If a line comes after the one containing "use crate::screenplay::LineType;", leave it out; copy every line before it, and that line too, exactly as written, starting from the first line of the entries.

#### Extracted information

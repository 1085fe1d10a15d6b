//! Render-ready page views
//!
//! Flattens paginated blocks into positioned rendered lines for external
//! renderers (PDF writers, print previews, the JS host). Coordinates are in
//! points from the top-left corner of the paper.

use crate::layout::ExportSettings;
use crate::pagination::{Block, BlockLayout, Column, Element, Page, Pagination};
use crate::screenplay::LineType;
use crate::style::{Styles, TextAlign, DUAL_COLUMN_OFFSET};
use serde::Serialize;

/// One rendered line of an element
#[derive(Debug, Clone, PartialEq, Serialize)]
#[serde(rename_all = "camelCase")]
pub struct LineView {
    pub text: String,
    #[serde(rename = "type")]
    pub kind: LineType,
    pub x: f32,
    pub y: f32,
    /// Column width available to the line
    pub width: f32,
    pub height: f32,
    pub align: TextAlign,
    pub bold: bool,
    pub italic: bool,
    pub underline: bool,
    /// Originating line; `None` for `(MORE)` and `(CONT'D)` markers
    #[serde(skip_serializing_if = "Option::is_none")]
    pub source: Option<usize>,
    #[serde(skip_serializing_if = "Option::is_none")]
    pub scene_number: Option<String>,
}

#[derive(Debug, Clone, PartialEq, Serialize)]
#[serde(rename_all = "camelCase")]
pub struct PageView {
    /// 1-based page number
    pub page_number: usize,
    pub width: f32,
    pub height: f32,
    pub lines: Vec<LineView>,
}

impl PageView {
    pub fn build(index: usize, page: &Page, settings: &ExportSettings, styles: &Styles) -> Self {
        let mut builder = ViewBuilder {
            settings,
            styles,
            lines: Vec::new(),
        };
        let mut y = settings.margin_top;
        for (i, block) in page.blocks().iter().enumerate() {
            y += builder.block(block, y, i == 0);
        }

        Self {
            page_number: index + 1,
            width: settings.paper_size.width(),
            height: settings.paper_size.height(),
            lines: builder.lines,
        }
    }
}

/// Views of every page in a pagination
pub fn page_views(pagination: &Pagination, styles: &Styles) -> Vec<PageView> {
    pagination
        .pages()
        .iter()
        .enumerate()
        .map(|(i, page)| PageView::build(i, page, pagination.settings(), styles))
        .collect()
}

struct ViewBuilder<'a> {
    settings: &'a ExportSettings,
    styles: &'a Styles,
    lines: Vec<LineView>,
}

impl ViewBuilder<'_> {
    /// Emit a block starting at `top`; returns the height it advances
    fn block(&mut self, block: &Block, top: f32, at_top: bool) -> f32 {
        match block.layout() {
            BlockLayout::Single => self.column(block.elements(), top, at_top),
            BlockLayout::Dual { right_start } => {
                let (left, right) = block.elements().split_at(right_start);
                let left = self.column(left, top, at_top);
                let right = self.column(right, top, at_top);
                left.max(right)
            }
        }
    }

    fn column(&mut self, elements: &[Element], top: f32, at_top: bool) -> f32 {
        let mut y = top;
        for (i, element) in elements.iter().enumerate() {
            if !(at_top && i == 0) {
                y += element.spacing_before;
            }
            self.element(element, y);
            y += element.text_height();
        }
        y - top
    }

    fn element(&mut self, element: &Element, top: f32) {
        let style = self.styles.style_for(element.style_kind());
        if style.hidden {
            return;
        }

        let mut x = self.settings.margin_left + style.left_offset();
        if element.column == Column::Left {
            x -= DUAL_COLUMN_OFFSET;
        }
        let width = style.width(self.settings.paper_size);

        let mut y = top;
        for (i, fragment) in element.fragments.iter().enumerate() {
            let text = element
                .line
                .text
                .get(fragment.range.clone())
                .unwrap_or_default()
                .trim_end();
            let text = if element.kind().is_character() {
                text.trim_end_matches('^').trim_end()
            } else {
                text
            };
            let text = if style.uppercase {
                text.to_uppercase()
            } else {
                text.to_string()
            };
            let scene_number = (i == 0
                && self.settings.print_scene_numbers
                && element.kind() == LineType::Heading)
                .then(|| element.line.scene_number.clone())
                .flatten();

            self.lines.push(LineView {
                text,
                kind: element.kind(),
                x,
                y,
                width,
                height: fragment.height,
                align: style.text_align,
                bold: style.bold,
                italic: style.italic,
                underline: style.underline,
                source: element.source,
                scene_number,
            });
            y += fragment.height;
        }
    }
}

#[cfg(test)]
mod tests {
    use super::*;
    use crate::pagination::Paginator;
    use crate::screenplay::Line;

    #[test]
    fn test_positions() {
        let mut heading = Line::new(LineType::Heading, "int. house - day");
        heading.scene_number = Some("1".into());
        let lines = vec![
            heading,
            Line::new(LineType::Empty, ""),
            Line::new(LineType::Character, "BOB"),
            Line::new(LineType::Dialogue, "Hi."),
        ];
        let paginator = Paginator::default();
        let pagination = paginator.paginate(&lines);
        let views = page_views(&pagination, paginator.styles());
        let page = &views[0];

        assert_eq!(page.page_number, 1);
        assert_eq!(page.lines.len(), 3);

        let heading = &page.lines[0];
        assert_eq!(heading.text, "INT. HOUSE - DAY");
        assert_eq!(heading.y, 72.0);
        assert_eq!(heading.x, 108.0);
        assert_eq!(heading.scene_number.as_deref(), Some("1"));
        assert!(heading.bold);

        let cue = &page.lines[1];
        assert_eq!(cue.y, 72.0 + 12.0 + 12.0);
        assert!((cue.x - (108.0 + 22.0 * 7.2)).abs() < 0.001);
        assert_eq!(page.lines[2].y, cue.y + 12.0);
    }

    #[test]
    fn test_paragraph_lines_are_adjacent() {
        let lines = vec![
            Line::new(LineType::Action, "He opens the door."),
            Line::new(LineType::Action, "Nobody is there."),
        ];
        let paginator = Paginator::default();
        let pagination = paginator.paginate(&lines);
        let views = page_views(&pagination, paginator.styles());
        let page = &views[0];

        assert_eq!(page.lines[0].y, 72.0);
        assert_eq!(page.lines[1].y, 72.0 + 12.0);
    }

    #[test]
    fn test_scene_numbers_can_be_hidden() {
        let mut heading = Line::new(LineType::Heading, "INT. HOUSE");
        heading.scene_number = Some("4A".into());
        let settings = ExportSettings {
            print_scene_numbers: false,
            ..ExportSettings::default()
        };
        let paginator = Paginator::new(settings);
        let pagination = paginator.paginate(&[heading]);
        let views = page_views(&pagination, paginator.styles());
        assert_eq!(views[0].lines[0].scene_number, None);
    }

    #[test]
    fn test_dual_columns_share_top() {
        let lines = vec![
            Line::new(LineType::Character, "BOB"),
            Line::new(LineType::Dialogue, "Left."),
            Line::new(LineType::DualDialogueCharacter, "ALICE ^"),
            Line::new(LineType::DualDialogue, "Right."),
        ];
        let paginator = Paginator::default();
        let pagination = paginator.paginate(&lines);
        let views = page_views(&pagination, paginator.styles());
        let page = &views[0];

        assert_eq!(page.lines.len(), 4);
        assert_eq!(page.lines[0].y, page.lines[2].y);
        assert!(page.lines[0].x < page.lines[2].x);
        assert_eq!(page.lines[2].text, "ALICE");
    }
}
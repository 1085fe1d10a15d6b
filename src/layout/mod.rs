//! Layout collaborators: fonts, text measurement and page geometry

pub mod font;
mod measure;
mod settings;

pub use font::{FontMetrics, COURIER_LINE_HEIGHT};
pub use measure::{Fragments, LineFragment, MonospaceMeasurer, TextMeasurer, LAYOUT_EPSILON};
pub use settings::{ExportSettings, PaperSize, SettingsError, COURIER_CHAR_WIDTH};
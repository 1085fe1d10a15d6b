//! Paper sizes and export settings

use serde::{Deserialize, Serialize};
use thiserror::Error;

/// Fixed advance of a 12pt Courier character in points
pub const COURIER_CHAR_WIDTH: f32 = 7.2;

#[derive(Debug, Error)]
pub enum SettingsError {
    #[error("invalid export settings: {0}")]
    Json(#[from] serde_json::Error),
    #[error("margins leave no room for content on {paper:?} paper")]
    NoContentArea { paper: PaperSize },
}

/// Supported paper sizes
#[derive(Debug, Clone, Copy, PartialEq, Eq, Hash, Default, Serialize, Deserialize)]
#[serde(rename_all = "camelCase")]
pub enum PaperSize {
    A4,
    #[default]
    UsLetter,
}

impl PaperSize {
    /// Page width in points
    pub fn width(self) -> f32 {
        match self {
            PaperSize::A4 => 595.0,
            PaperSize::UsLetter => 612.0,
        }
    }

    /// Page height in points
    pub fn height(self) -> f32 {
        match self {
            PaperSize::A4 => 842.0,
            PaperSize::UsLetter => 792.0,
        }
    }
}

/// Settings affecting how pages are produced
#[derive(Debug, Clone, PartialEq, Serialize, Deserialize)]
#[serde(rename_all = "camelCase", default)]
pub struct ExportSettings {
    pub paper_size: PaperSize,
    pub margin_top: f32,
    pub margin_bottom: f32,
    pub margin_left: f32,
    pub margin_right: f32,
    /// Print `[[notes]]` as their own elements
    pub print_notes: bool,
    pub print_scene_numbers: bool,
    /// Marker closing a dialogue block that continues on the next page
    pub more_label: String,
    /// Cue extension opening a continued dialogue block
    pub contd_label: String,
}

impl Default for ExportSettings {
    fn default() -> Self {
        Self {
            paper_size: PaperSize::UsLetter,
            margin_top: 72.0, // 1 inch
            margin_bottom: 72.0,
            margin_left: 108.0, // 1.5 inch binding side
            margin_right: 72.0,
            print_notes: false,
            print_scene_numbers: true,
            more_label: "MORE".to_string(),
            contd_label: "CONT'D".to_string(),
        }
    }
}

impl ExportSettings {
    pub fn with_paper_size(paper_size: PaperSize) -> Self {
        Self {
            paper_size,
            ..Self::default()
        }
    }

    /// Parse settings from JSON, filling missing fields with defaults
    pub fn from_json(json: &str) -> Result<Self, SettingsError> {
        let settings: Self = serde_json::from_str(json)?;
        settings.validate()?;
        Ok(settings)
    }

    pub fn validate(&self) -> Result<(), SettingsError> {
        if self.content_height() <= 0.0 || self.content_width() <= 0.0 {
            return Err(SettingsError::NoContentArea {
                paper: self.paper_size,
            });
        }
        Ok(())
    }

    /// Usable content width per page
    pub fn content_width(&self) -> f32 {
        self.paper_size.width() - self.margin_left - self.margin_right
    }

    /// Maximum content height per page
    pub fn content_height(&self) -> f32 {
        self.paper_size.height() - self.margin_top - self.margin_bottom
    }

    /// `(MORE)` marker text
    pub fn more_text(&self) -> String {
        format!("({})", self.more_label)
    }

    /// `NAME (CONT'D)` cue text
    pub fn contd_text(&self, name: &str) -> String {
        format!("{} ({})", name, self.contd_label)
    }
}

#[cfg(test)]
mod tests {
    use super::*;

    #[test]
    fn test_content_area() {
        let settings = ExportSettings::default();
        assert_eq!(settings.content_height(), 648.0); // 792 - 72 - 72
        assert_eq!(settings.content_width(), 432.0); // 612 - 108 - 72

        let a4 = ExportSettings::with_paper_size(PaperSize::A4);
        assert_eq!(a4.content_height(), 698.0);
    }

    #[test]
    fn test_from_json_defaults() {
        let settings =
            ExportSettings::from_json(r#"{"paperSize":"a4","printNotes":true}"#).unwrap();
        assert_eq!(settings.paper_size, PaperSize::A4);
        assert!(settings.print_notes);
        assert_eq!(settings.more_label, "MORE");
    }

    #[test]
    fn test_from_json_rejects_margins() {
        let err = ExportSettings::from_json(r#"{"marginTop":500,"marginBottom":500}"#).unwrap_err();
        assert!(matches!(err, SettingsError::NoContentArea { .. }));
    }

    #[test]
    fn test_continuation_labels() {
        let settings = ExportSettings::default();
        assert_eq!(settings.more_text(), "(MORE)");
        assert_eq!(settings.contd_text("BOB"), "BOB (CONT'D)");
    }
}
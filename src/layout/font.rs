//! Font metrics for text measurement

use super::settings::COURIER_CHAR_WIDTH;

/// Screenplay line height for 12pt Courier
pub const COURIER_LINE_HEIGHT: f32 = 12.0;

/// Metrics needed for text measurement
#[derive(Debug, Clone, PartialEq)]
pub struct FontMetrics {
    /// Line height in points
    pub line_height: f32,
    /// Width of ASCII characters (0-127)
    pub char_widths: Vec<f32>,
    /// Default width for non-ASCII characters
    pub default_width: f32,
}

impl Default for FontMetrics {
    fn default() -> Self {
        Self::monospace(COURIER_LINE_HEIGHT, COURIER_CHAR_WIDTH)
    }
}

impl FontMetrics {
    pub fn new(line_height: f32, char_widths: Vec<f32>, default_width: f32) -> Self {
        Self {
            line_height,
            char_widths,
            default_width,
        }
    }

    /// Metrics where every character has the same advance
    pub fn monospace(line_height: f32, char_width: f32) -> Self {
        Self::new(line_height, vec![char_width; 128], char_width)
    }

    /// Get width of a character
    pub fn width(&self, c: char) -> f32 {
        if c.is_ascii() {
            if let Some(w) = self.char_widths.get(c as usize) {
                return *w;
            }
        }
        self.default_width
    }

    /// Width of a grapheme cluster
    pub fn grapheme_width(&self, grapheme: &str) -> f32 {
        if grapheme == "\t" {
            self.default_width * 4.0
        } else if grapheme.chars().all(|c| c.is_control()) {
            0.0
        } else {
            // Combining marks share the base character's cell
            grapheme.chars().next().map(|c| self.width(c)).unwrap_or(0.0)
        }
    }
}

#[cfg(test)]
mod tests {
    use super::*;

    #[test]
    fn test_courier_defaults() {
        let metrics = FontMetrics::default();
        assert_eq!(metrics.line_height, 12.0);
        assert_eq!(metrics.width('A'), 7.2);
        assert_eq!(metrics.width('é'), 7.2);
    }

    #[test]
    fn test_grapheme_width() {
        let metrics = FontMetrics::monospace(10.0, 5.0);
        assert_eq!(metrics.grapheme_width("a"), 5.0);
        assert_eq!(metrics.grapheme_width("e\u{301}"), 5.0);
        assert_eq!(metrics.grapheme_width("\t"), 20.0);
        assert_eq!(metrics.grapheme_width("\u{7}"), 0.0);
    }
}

########

◆ **Response below**:
repository 1085fe1d10a15d6b
//! Render-ready page views
//!
//! Flattens paginated blocks into positioned rendered lines for external
//! renderers (PDF writers, print previews, the JS host). Coordinates are in
//! points from the top-left corner of the paper.

use crate::layout::ExportSettings;
use crate::pagination::{Block, BlockLayout, Column, Element, Page, Pagination};
use crate::screenplay::LineType;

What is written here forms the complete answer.